Thursday, April 22, 2021

It's Too Late For Justice

     We need to remember this: George Floyd wasn't a sacrificial lamb or a martyr or a symbol, He was made into one through sociopathic neglect and disregard for his life. He was transformed into these things by a whole world that had demanded justice. He was, first and foremost, a loving father. It was far too late for justice. Justice would've required that George Floyd returned to his family. But it's never too late for accountability. And on Tuesday, we got it. 

     But even accountability, with its stutter-step pace, is an erstwhile thing, a salve placed reluctantly on the bruised black skin of a nation which efficacy often, if not always, depends not so much upon a variety of factors having to do with justice or accountability as much as the ratings it generates or the real and virtual ink devoted to it. Human outrage spilling out on the streets. Human outrage, like justice and accountability, is a subjective, capricious, unpredictable thing.

     I have two biracial sons. The oldest turned 29 on the 16th and, when his younger brother had joined him on this planet two years later, I found I had two dogs in the fight. For going on 27 years, I've had two kids to worry about and it isn't just the garden variety worry with which all parents contend (which is draining enough) but my sons look black. Their mother was a very dark-skinned African American, so it only stood to reason that, even with an Irish father, they could pass for black.

     To judge by the experiences of the younger one, the one who'd gone to the Floyd protests in Boston last June, twice, that's how the world perceives him. That's the prism the world uses. White people don't look at people like my son as another person but through the prism of skin color. And the only colors that prism spits out are black and white.

     When the older one came into the world in 1992 and the younger in 1994, I could afford to look optimistically to the day when, to use Dr. King's phrases, they'd be judged not by the color of their skin but the content of their character, that the moral arc of the universe would be bent ever more toward justice.

     Well, that day is now. And weeks-long ordeals like the Derek Chauvin trial have become a grim necessity in the latter-day United States, one that is all too often denied grieving black families like George Floyd's. Perhaps using white privilege I never thought I had, I'd sunnily assumed in the early 90s that my people would do the right thing and that by the time they became grown men, my sons would never have to worry about becoming the next Rodney King.

     That day is today and now I, and all of us old enough to do so, need to compare what it was like for African Americans during the Civil Rights struggle in the early to mid 60s to what we're seeing now.

     And there really isn't any daylight or it's a sliver too small to see.

     Those of us old-timers don't need the archival photos and 16 mm file films to remind us of those dark days. We saw it in real time, on our parents' black and white TVs with the rabbit ears before which we'd eat our TV dinners on trays or coffee tables. Even if we were still too young to make much sense of what we were seeing, I'd like to think that many of us, including anyone reading this, got the queasy sense that whatever was happening shouldn't have been.
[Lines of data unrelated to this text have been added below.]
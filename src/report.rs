//! Summary tables printed at the end of a run

use std::time::Duration;

use crate::convergence::ConvergenceReport;
use crate::phase::{PhaseReport, PhaseStatus};

/// Format a duration as a short human readable string (e.g., "2m5s", "40s")
pub fn format_elapsed(elapsed: Duration) -> String {
    let total_secs = elapsed.as_secs();
    if total_secs == 0 {
        return format!("{}ms", elapsed.as_millis());
    }

    let minutes = total_secs / 60;
    let seconds = total_secs % 60;
    if minutes > 0 {
        return format!("{}m{}s", minutes, seconds);
    }

    format!("{}s", seconds)
}

/// Render rows as a column-aligned table with headers.
///
/// Trailing padding is trimmed from every line.
pub fn render_table(headers: &[&str], rows: &[Vec<String>]) -> String {
    let num_cols = headers.len();
    let mut widths: Vec<usize> = headers.iter().map(|h| h.len()).collect();
    for row in rows {
        for (i, cell) in row.iter().enumerate() {
            if i < num_cols {
                widths[i] = widths[i].max(cell.len());
            }
        }
    }

    let line = |cells: Vec<&str>| -> String {
        let padded: Vec<String> = cells
            .iter()
            .enumerate()
            .map(|(i, cell)| {
                let w = widths.get(i).copied().unwrap_or(0);
                format!("{:<width$}", cell, width = w)
            })
            .collect();
        padded.join("  ").trim_end().to_string()
    };

    let mut out = line(headers.to_vec());
    out.push('\n');
    for row in rows {
        out.push_str(&line(row.iter().map(String::as_str).collect()));
        out.push('\n');
    }
    out
}

fn phase_detail(status: &PhaseStatus) -> String {
    match status {
        PhaseStatus::Succeeded(tally) => {
            let mut parts = vec![
                format!("{} applied", tally.applied),
                format!("{} present", tally.already_satisfied),
            ];
            if tally.soft_timeouts > 0 {
                parts.push(format!("{} wait(s) timed out", tally.soft_timeouts));
            }
            parts.join(", ")
        }
        PhaseStatus::Skipped => "precondition satisfied".to_string(),
        PhaseStatus::Warned(reason) | PhaseStatus::Failed(reason) => {
            reason.lines().next().unwrap_or_default().to_string()
        }
    }
}

/// Table of phase outcomes
pub fn phase_table(reports: &[PhaseReport]) -> String {
    let rows: Vec<Vec<String>> = reports
        .iter()
        .map(|r| {
            vec![
                r.name.clone(),
                r.status.label().to_string(),
                format_elapsed(r.elapsed),
                phase_detail(&r.status),
            ]
        })
        .collect();
    render_table(&["PHASE", "STATUS", "ELAPSED", "DETAIL"], &rows)
}

/// Table of per-application convergence
pub fn convergence_table(report: &ConvergenceReport) -> String {
    let rows: Vec<Vec<String>> = report
        .apps
        .iter()
        .map(|app| {
            let (sync, health) = match &app.record {
                Some(r) => (r.sync_status.to_string(), r.health_status.to_string()),
                None => ("-".to_string(), "Missing".to_string()),
            };
            vec![
                app.name.clone(),
                app.namespace.clone(),
                sync,
                health,
                app.iterations.to_string(),
                if app.converged { "yes" } else { "no" }.to_string(),
            ]
        })
        .collect();
    render_table(
        &["APPLICATION", "NAMESPACE", "SYNC", "HEALTH", "CHECKS", "CONVERGED"],
        &rows,
    )
}
//! Admin credentials for the observability stack
//!
//! The credential only ever travels on kubectl's stdin. It never appears in
//! an argument list, a log line or a file. The session, the rendered manifest
//! and the stdin payload hold it in [`Zeroizing`] buffers, and the copy inside
//! the `Secret` is wiped once rendered. Buffers serde_json discards while
//! growing its output are not.

use std::collections::BTreeMap;

use k8s_openapi::api::core::v1::Secret;
use kube::api::ObjectMeta;
use zeroize::{Zeroize, Zeroizing};

use super::{ClusterTools, MONITORING_NAMESPACE};
use crate::observer::{ResourceKind, ResourceSelector};
use crate::phase::Phase;
use crate::task::{ExistsCheck, IdempotentTask};
use crate::{Error, Result};

/// Secret the Grafana chart reads its admin login from
pub const ADMIN_SECRET_NAME: &str = "grafana-admin-credentials";

/// Admin user name stored alongside the password
pub const ADMIN_USER: &str = "admin";

/// Render the Secret manifest as JSON
pub fn admin_secret_manifest(credential: &str) -> Result<Zeroizing<String>> {
    let mut secret = Secret {
        metadata: ObjectMeta {
            name: Some(ADMIN_SECRET_NAME.to_string()),
            namespace: Some(MONITORING_NAMESPACE.to_string()),
            labels: Some(BTreeMap::from([(
                "app.kubernetes.io/managed-by".to_string(),
                "platform-bootstrap".to_string(),
            )])),
            ..Default::default()
        },
        type_: Some("Opaque".to_string()),
        string_data: Some(BTreeMap::from([
            ("admin-user".to_string(), ADMIN_USER.to_string()),
            ("admin-password".to_string(), credential.to_string()),
        ])),
        ..Default::default()
    };

    let manifest = serde_json::to_string(&secret)
        .map(Zeroizing::new)
        .map_err(|e| Error::serialization(format!("secret {ADMIN_SECRET_NAME}: {e}")));
    if let Some(data) = secret.string_data.as_mut() {
        data.values_mut().for_each(Zeroize::zeroize);
    }
    manifest
}

/// Apply the admin Secret unless it already exists
pub fn credentials_phase(tools: ClusterTools<'_>, credential: &str) -> Result<Phase> {
    let manifest = admin_secret_manifest(credential)?;
    let task = IdempotentTask::new(
        "admin-credentials",
        ResourceSelector::named(ResourceKind::Secret, MONITORING_NAMESPACE, ADMIN_SECRET_NAME),
    )
    .when_absent(ExistsCheck::Succeeds(tools.kubectl_query(&[
        "get",
        "secret",
        ADMIN_SECRET_NAME,
        "-n",
        MONITORING_NAMESPACE,
        "-o",
        "name",
    ])))
    .run(tools.kubectl_mutation(&["apply", "-f", "-"]).with_stdin(manifest.as_str()));

    Ok(Phase::new("credentials", "Storing observability admin credentials").task(task))
}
     We'd seen German Shepherds being sicced on black people, black people getting pummeled with fire hoses. Black churches blown up, little black girls dying in them or getting escorted to school by white US Marshals.

     And yet it seemed no ever went to trial for these atrocities. Where was the logical followup?

     We're not logical. We're the United States. We don't do logic. If we did, we never would've had an agrarian-based economy that was predicated for centuries on slave labor, a legal tender that was based until the early 70s on a precious metal which value fluctuates wildly from day to day. If we did logic, black people would've been allowed to vote instead of being valued as mere property hardly higher than beasts of burden and women would've also been given the right to vote long before 1920.

     If we did logic, the moral arc of the universe, as Dr. King promised us, would continue bending in the direction of justice without obstruction, without cease. But that's not the way it had worked out, had it?

     We white people were allowed to continue thinking in our safe little world that the Civil Rights struggle was still viable and still making important gains. But in reality, when Dr. King was shot in April 1968, that bullet also had taken out the heart of the Civil Rights movement. It was turning into an invisible shambles and we couldn't, or wouldn't, see it.

     And now here we are. A black man was murdered in broad daylight on Memorial Day last year in Minneapolis and the world burst into flames. But even a slam dunk case against his murderer wasn't looked at as a slam dunk case until the judge read the three guilty verdicts. And even now, with the memory of Derek Chauvin led away in handcuffs as he should have been still fresh in our minds, we still worry the convictions will be overturned on appeal.

     So, this is the world into which I'd brought my children, now far beyond an age at which white cops begin to see other black males as a threat to their lives and their way of life. Every time a black person is killed without clear and just cause, I feel as if I've led two innocent boys into a dark wood booby-trapped with bear traps.

     It's far too late for justice. And logic? Again, this is the United States. That ship never even docked much less done sailed. All we have is its grim cousin, Accountability, a palimpsest of justice, always arriving after the fact, after the wakes, after the memorial services, after the funerals.

     We've never had less of a reason to hope than we do now. Nor is there more of a need for it than now.